Don d’organes et don du corps en Suisse : comment ça se passe
Le don d’organes se décide de son vivant et se dit aux proches ; le don du corps à la science se contracte avec un institut d’anatomie. Ce que chacun implique pour les obsèques.
Le don d’organes
En Suisse, le don d’organes suppose aujourd’hui un consentement : carte de donneur, registre national ou volonté connue des proches. Un passage au consentement présumé (chacun est donneur sauf refus exprimé) a été accepté en votation en 2022 et est en cours de mise en œuvre ; renseignez-vous sur l’état actuel. Dans tous les cas : dites-le à vos proches, c’est à eux que l’hôpital demandera.
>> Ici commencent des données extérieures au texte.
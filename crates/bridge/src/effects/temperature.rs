use {cortex_flowdock::ReplyOutcome, cortex_intent::TemperatureUnit};

/// Celsius to Fahrenheit, truncating.
pub fn c_to_f(celsius: i64) -> i64 {
    celsius.saturating_mul(9) / 5 + 32
}

/// Fahrenheit to Celsius, truncating.
///
/// Converting back with [`c_to_f`] can land up to 2°F away from the input,
/// since one Celsius degree spans 1.8°F.
pub fn f_to_c(fahrenheit: i64) -> i64 {
    fahrenheit.saturating_sub(32).saturating_mul(5) / 9
}

/// Convert to the other unit.
pub fn convert(degrees: i64, unit: TemperatureUnit) -> (i64, TemperatureUnit) {
    let converted = match unit {
        TemperatureUnit::Celsius => c_to_f(degrees),
        TemperatureUnit::Fahrenheit => f_to_c(degrees),
    };
    (converted, unit.inverse())
}

pub fn reply(degrees: i64, unit: TemperatureUnit) -> ReplyOutcome {
    let (converted, target) = convert(degrees, unit);
    ReplyOutcome::message(format!("Which is {converted}{}", target.label()))
}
Ce que ça change pour les obsèques
Rien, ou presque. Le prélèvement a lieu à l’hôpital dans les heures qui suivent le décès ; le corps est ensuite rendu à la famille, et la cérémonie a lieu normalement, avec un délai d’un jour ou deux.
Le don du corps
Léguer son corps à la science se fait de son vivant, par contrat avec l’institut d’anatomie d’une université (Bâle, Berne, Fribourg, Genève, Lausanne, Zurich). Au décès, l’institut prend le corps en charge à ses frais dans les 24 à 48 heures ; il n’y a pas d’obsèques avec le corps. Après un à trois ans, les cendres sont remises à la famille ou inhumées collectivement, selon le contrat. Une cérémonie sans le corps reste possible.
Écrire et dire
La carte de donneur dans le portefeuille, une ligne dans les volontés, un mot aux proches. Le parcours « Mes volontés » de Luxmemora prévoit la question et garde la carte dans le coffre.
Questions fréquentes
Le don d’organes empêche-t-il une cérémonie à cercueil ouvert ?
Non. Le corps est rendu intact en apparence.
Peut-on donner son corps sans contrat préalable ?
Non. Les instituts n’acceptent que les personnes inscrites de leur vivant.
Le don du corps coûte-t-il quelque chose à la famille ?
En général non : l’institut prend le transport et la crémation à sa charge, selon le contrat.
Vérifié le 19 septembre 2026 · information générale suisse, à confirmer auprès de la commune et du canton.